ルネサスはWolfspeedと10年間のSiCウェハ供給契約を締結し、2025年からのSiC量産に向けた材料調達を確保した。契約対象にはSiCベアウェハとエピタキシャルウェハが含まれる。

10年という期間は、SiCデバイスの製品ライフサイクルと材料確保の時間軸を合わせているとも読める。産業機器や車載用途では、製品の設計寿命が10年を超えることがある。その期間中に材料の供給が途切れないよう、量産開始前から材料枠を押さえておく設計だ。

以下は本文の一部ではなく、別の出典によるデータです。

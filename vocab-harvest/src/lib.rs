//! # vocab-harvest
//!
//! Extract the vocabulary a web page teaches, as validated word/meaning pairs.
//!
//! The model is reached through Rig's `CompletionModel`, so any Rig provider
//! works; [`gemini::Client`] wires up the default Gemini setup. Model output
//! is repaired and validated by `vocab-harvest-pipeline` before it reaches
//! the caller.
//!
//! ## Example
//!
//! ```no_run
//! # use vocab_harvest::prelude::*;
//! # async fn example() -> Result<(), Box<dyn std::error::Error>> {
//! let harvester = Harvester::gemini(ClientConfig::default())?;
//!
//! let entries = harvester
//!     .extract_vocabulary("https://example.com/lesson-1", "auto", "ja")
//!     .await?;
//!
//! for entry in entries {
//!     println!("{} - {}", entry.word, entry.meaning);
//! }
//! # Ok(())
//! # }
//! ```

#![deny(missing_docs)]

/// Shared client configuration.
pub mod config;

/// Public error types.
pub mod errors;

/// Gemini client setup.
pub mod gemini;

/// Extraction entry point.
pub mod harvester;

/// Rig-backed model invoker.
pub mod invoker;

/// Single-word translation.
pub mod translate;

/// Commonly used types and traits.
pub mod prelude;
//! Shared client configuration for the Gemini-backed harvester.

use std::time::Duration;

use vocab_harvest_markup::MarkupConfig;
use vocab_harvest_pipeline::extraction::PipelineConfig;

/// Model used when none is configured.
pub const DEFAULT_MODEL: &str = "gemini-2.0-flash";

/// Configuration for a [`crate::gemini::Client`] and the harvester built on it.
#[derive(Debug, Clone)]
pub struct ClientConfig {
    /// Gemini model name.
    ///
    /// Default: `gemini-2.0-flash`
    pub model: String,

    /// Sampling temperature sent with every call. Kept low so repeated runs
    /// over the same page stay close to each other.
    ///
    /// Default: 0.1
    pub temperature: f64,

    /// Upper bound on a single model call.
    ///
    /// Default: 120 seconds
    pub timeout: Duration,

    /// Whether a failed sample pass may retry with markup hints.
    ///
    /// Default: true
    pub adaptive_retry: bool,

    /// Token budgets and repair bounds.
    pub pipeline: PipelineConfig,

    /// Page fetch settings for markup hints.
    pub markup: MarkupConfig,
}

impl Default for ClientConfig {
    fn default() -> Self {
        Self {
            model: DEFAULT_MODEL.to_string(),
            temperature: 0.1,
            timeout: Duration::from_secs(120),
            adaptive_retry: true,
            pipeline: PipelineConfig::default(),
            markup: MarkupConfig::default(),
        }
    }
}

impl ClientConfig {
    /// Create a new `ClientConfig` with default settings.
    ///
    /// Equivalent to `ClientConfig::default()`.
    #[must_use]
    pub fn new() -> Self {
        Self::default()
    }

    /// Use a different Gemini model.
    #[must_use]
    pub fn with_model(mut self, model: impl Into<String>) -> Self {
        self.model = model.into();
        self
    }

    /// Set the per-call timeout.
    #[must_use]
    pub const fn with_timeout(mut self, timeout: Duration) -> Self {
        self.timeout = timeout;
        self
    }

    /// Enable or disable the markup-hinted retry.
    #[must_use]
    pub const fn with_adaptive_retry(mut self, enabled: bool) -> Self {
        self.adaptive_retry = enabled;
        self
    }

    /// Replace the pipeline settings.
    #[must_use]
    pub const fn with_pipeline(mut self, pipeline: PipelineConfig) -> Self {
        self.pipeline = pipeline;
        self
    }
}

長期契約は、将来の価格や供給量を完全に保証するものではない。それでも、製品を継続的に作るための前提を早期に固める意思として読める。SiCを長期採用する立場からは、サプライヤーが材料を何年先まで押さえているかが、選定の判断材料の一つになる。

性能比較と供給体制の評価はセットで行う

SiC採用を検討するとき、デバイスの損失特性や耐圧仕様だけを比較するのでは判断が不完全だ。そのデバイスが8インチ基板で製造されているか、ウェハ供給元が複数確保されているか、材料の長期調達枠が押さえられているか、これらは将来の価格低下余地と供給安定性に直結する。

性能が同等に見えるデバイスでも、基板口径や供給体制の差によって、3年後・5年後の調達条件は異なってくる。スペックと価格だけで選ぶと見えにくいこの違いが、採用後の調達管理の難易度に影響する。